Perpassa, na pessoa que é capaz de abrir a boca para dizer que se morre de COVID por falta de fé em deus, a mesma crueldade que existe na pessoa que acha que um casal de homens ou um casal de mulheres não pode amar e constituir família. Da católica rica, dos altos cargos, à evangélica pobre, o que está em questão é sempre uma moralização agressiva, violenta, do outro. Quanto a mim, posso continuar aqui traindo o meu marido, enganando um ou outro tranquilamente, domingo vou na missa rezar e deus acha super tranks esses meus pecadinhos.
Sou ateia. Mas, não saio por aí dizendo que sou ateia, por um motivo muito simples: dizer “sou ateia” é não ter paz. As pessoas se dão, a partir daí, o direito de encher teu saco.
Já estive em situações super agradáveis, festas, confraternizações, em que, em algum momento, deixei escapar que sou ateia, e pronto. Acabou-se festa, acabou-se conversa, acabou-se tudo. O BBB passou a ser irrelevante. A partir daí, a única missão da mesa passou a ser tentar me converter. Que é essa violência simbólica, que se soma às outras, que os religiosos frequentemente fazem.
Que eu sou ateia, mas não saio por aí enchendo o saco de ninguém, não saio batendo de porta em porta, dia de domingo, com um bom livro debaixo do braço (eu levaria Diálogos entre um padre e um moribundo, seria ótimo), perturbando ninguém.
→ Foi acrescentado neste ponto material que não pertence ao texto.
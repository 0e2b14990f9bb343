//! CLI entry-point for checkout payments.

use anyhow::Result;
use clap::{Args as ClapArgs, Subcommand};
use tracing::{info, instrument};

use crate::{api::types::PaymentConfirmRequest, config::Settings};

/// Args for the `pay` sub-command.
#[derive(Debug, Clone, ClapArgs)]
pub struct Args {
    #[command(subcommand)]
    pub action: Action,
}

#[derive(Debug, Clone, Subcommand)]
pub enum Action {
    /// Confirm a checkout using the values from the success redirect.
    Confirm {
        #[arg(long)]
        order_id: String,
        #[arg(long)]
        order_name: String,
        #[arg(long)]
        amount: i64,
        #[arg(long)]
        payment_key: String,
    },
    /// Show one payment.
    Show { payment_id: i64 },
    /// List the caller's payment history.
    List,
}

#[instrument(skip(args, settings))]
pub async fn run(args: Args, settings: Settings) -> Result<()> {
    let api = super::build_client(&settings)?;
    match args.action {
        Action::Confirm {
            order_id,
            order_name,
            amount,
            payment_key,
        } => {
            let payment = api
                .confirm_payment(&PaymentConfirmRequest {
                    order_id,
                    order_name,
                    amount,
                    payment_key,
                })
                .await?;
            info!(payment_id = payment.payment_id, "payment confirmed");
            super::print_json(&payment)
        }
        Action::Show { payment_id } => super::print_json(&api.payment_detail(payment_id).await?),
        Action::List => super::print_json(&api.payment_history().await?),
    }
}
Com que direito, não só uma, mas, milhares de pessoas se dão, de tirar as pessoas de seu sono e de seu sossego, para fazê-las acreditar em suas próprias mitologias?
Outra amiga minha, que me acha uma pessoa muito boa, uma vez disse assim: você acha que não é cristã, mas você é. Aquilo foi, para mim, uma violência terrível. Porque a linha divisória, na cabeça dessas pessoas, é assim: se é boa, é cristã. Se é ruim, não é cristã.
No entanto, não é nada disso que a realidade mostra. Vá numa cadeia qualquer e pergunte a religião das pessoas. A maioria delas tem alguma religião, poucas se declararão ateias, e não foi isso que as impediu de darem uma esquartejadinha em ninguém.
Assim como eu, porque gosto de cuidar das pessoas, porque gosto de ouvir e aconselhar, não preciso de religião nenhuma para isso. Preciso ter empatia e solidariedade pelos outros. E, na minha empatia e solidariedade, não cabe tentar mudar as crenças dos outros, por mais que seja desesperador constatar o quanto o pensamento mítico faz mal à sociedade. Se eu acredito que a causa das coisas está no sobrenatural, é lá que eu vou procurar as respostas, e não, na concretude do mundo. Assim como: se eu acredito veementemente no que me foi dito, sem a possibilidade de questionar, que eu acredite em uma cura espiritual ou cloroquina, dá na mesma. Porque é de uma forma de pensamento que se trata. Uma forma de pensamento que não se detém na materialidade dos fatos.